Desta primeira parte de História Econômica do Brasil podemos compreender o
surgimento do Brasil para o resto da economia global. Surgimento este que foi de acordo com
as condições das economias européias do momento, de despertar do capitalismo mercantil. É
neste momento que segundo o autor surge o chamado Antigo Sistema Colonial, ou seja, um
sistema pré-capitalista de produção ( na visão marxista) onde há um Estado que controla as
atividades de exportação de produtos agrícolas da colônia para atender os interesses das
classes mercantilistas. Neste contexto, a ocupação da colônia servia apenas como forma de
sanar a necessidade expansionista do capital mercantil europeu.

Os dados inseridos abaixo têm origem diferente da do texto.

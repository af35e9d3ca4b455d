//! Per-action state machine
//!
//! Every user action (simulate, save, load, delete, report) follows
//! `Idle -> Pending -> Idle`, finishing with success or failure. Only
//! simulate can be superseded or cancelled while pending. An action never
//! overlaps itself, but different kinds are independent of each other.

use crate::error::StateMachineError;
use serde::{Deserialize, Serialize};
use std::fmt;

/// User action tracked by the controller
#[derive(Debug, Clone, Copy, PartialEq, Eq, Hash, Serialize, Deserialize)]
#[serde(rename_all = "snake_case")]
pub enum ActionKind {
    Simulate,
    Save,
    Load,
    Delete,
    Report,
}

impl ActionKind {
    pub const ALL: [ActionKind; 5] = [
        Self::Simulate,
        Self::Save,
        Self::Load,
        Self::Delete,
        Self::Report,
    ];

    /// Whether a pending action of this kind may be superseded or cancelled
    #[inline]
    #[must_use]
    pub fn is_cancellable(self) -> bool {
        matches!(self, Self::Simulate)
    }

    /// Message shown when the service gives none
    #[inline]
    #[must_use]
    pub fn fallback_message(self) -> &'static str {
        match self {
            Self::Simulate => "Simulation failed",
            Self::Save => "Failed to save scenario",
            Self::Load => "Failed to load scenario",
            Self::Delete => "Failed to delete scenario",
            Self::Report => "Failed to generate report",
        }
    }

    fn index(self) -> usize {
        match self {
            Self::Simulate => 0,
            Self::Save => 1,
            Self::Load => 2,
            Self::Delete => 3,
            Self::Report => 4,
        }
    }
}

impl fmt::Display for ActionKind {
    fn fmt(&self, f: &mut fmt::Formatter<'_>) -> fmt::Result {
        let name = match self {
            Self::Simulate => "simulate",
            Self::Save => "save",
            Self::Load => "load",
            Self::Delete => "delete",
            Self::Report => "report",
        };
        f.write_str(name)
    }
}

/// Whether an action is in flight
#[derive(Debug, Clone, Copy, Default, PartialEq, Eq, Hash, Serialize, Deserialize)]
pub enum ActionState {
    #[default]
    Idle,
    Pending,
}

/// Input to [`transition`]
#[derive(Debug, Clone, Copy, PartialEq, Eq, Hash)]
pub enum ActionEvent {
    /// Action begins
    Start,
    /// A newer simulate replaces the pending one
    Supersede,
    /// Request succeeded
    Succeed,
    /// Request failed
    Fail,
    /// Pending simulate dropped without a replacement
    Cancel,
}

/// How the last completed action of a kind ended
#[derive(Debug, Clone, PartialEq, Eq)]
pub enum ActionOutcome {
    Succeeded,
    Failed(String),
    Cancelled,
}

/// Validate and apply a transition
pub fn transition(
    kind: ActionKind,
    from: ActionState,
    event: ActionEvent,
) -> Result<ActionState, StateMachineError> {
    use ActionEvent::*;
    use ActionState::*;

    match (from, event) {
        (Idle, Start) => Ok(Pending),
        (Pending, Start) => Err(StateMachineError::AlreadyPending(kind)),
        (Pending, Supersede) if kind.is_cancellable() => Ok(Pending),
        (Pending, Succeed | Fail) => Ok(Idle),
        (Pending, Cancel) if kind.is_cancellable() => Ok(Idle),
        _ => Err(StateMachineError::IllegalTransition { kind, from, event }),
    }
}

/// Events accepted from `from`
pub fn allowed_events(kind: ActionKind, from: ActionState) -> Vec<ActionEvent> {
    use ActionEvent::*;
    match from {
        ActionState::Idle => vec![Start],
        ActionState::Pending if kind.is_cancellable() => vec![Supersede, Succeed, Fail, Cancel],
        ActionState::Pending => vec![Succeed, Fail],
    }
}

/// Status of one action kind
#[derive(Debug, Clone, Default, PartialEq, Eq)]
pub struct ActionStatus {
    pub state: ActionState,
    pub last_outcome: Option<ActionOutcome>,
}

/// Status of every action kind
#[derive(Debug, Clone, Default, PartialEq, Eq)]
pub struct ActionStatuses {
    slots: [ActionStatus; 5],
}

impl ActionStatuses {
    #[inline]
    #[must_use]
    pub fn new() -> Self {
        Self::default()
    }

    #[inline]
    #[must_use]
    pub fn get(&self, kind: ActionKind) -> &ActionStatus {
        &self.slots[kind.index()]
    }

    #[inline]
    #[must_use]
    pub fn is_pending(&self, kind: ActionKind) -> bool {
        self.get(kind).state == ActionState::Pending
    }

    /// Kinds currently pending
    pub fn pending(&self) -> Vec<ActionKind> {
        ActionKind::ALL
            .into_iter()
            .filter(|kind| self.is_pending(*kind))
            .collect()
    }

    /// Apply `event` to `kind`, recording the outcome when the action settles
    pub fn apply(&mut self, kind: ActionKind, event: ActionEvent) -> Result<(), StateMachineError> {
        self.apply_with(kind, event, None)
    }

    /// Record a failure with its message
    pub fn fail(&mut self, kind: ActionKind, message: impl Into<String>) -> Result<(), StateMachineError> {
        self.apply_with(kind, ActionEvent::Fail, Some(message.into()))
    }

    fn apply_with(
        &mut self,
        kind: ActionKind,
        event: ActionEvent,
        message: Option<String>,
    ) -> Result<(), StateMachineError> {
        let slot = &mut self.slots[kind.index()];
        slot.state = transition(kind, slot.state, event)?;
        match event {
            ActionEvent::Succeed => slot.last_outcome = Some(ActionOutcome::Succeeded),
            ActionEvent::Fail => {
                slot.last_outcome = Some(ActionOutcome::Failed(message.unwrap_or_else(|| {
                    kind.fallback_message().to_string()
                })));
            }
            ActionEvent::Cancel => slot.last_outcome = Some(ActionOutcome::Cancelled),
            ActionEvent::Start | ActionEvent::Supersede => {}
        }
        Ok(())
    }
}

A segunda sessão do livro se dedicará a explicar o contexto, os interesses e o modo em
como se deu a ocupação efetivas do território brasileiro a partir de 1530. Neste período, já
cientes das riquezas contidas nas novas terras, os países que ficaram de fora da “partilha da
América”, França e Holanda, irão voltar seus interesses para a região. Com a ameaça externa
próxima do seu território, há o entendimento em Portugal de que só a pequena ocupação
promovida pela extração de madeira, ou o direito divino concedido pelo Papa, não eram
suficientes para se garantir a posse das terras.
Assim, começará a se ocupar o território brasileiro. Essa ocupação acontecerá
basicamente nas áreas litorâneas, devido a motivos já apresentados. Sendo o território, mesmo
o costeiro, uma área de grandes extensões será necessário um grande contingente de pessoas
para ocupá-lo. Porém, Portugal dispunha de pouco ou quase nenhum – o autor menciona
apenas doze - interessado em se aventurar neste tipo de investimento pouco seguro. Este fator
justificará a histórica característica latifundiária brasileira. Mesmo com grandes quantidades
de terras, era necessário que a Coroa portuguesa concedesse diversas vantagens aos
administradores das “capitanias hereditárias”, em sua maioria indivíduos de pequena
expressão social e econômica. O pau-brasil já começava a se tornar escasso e não condizia
com as novas características de ocupação.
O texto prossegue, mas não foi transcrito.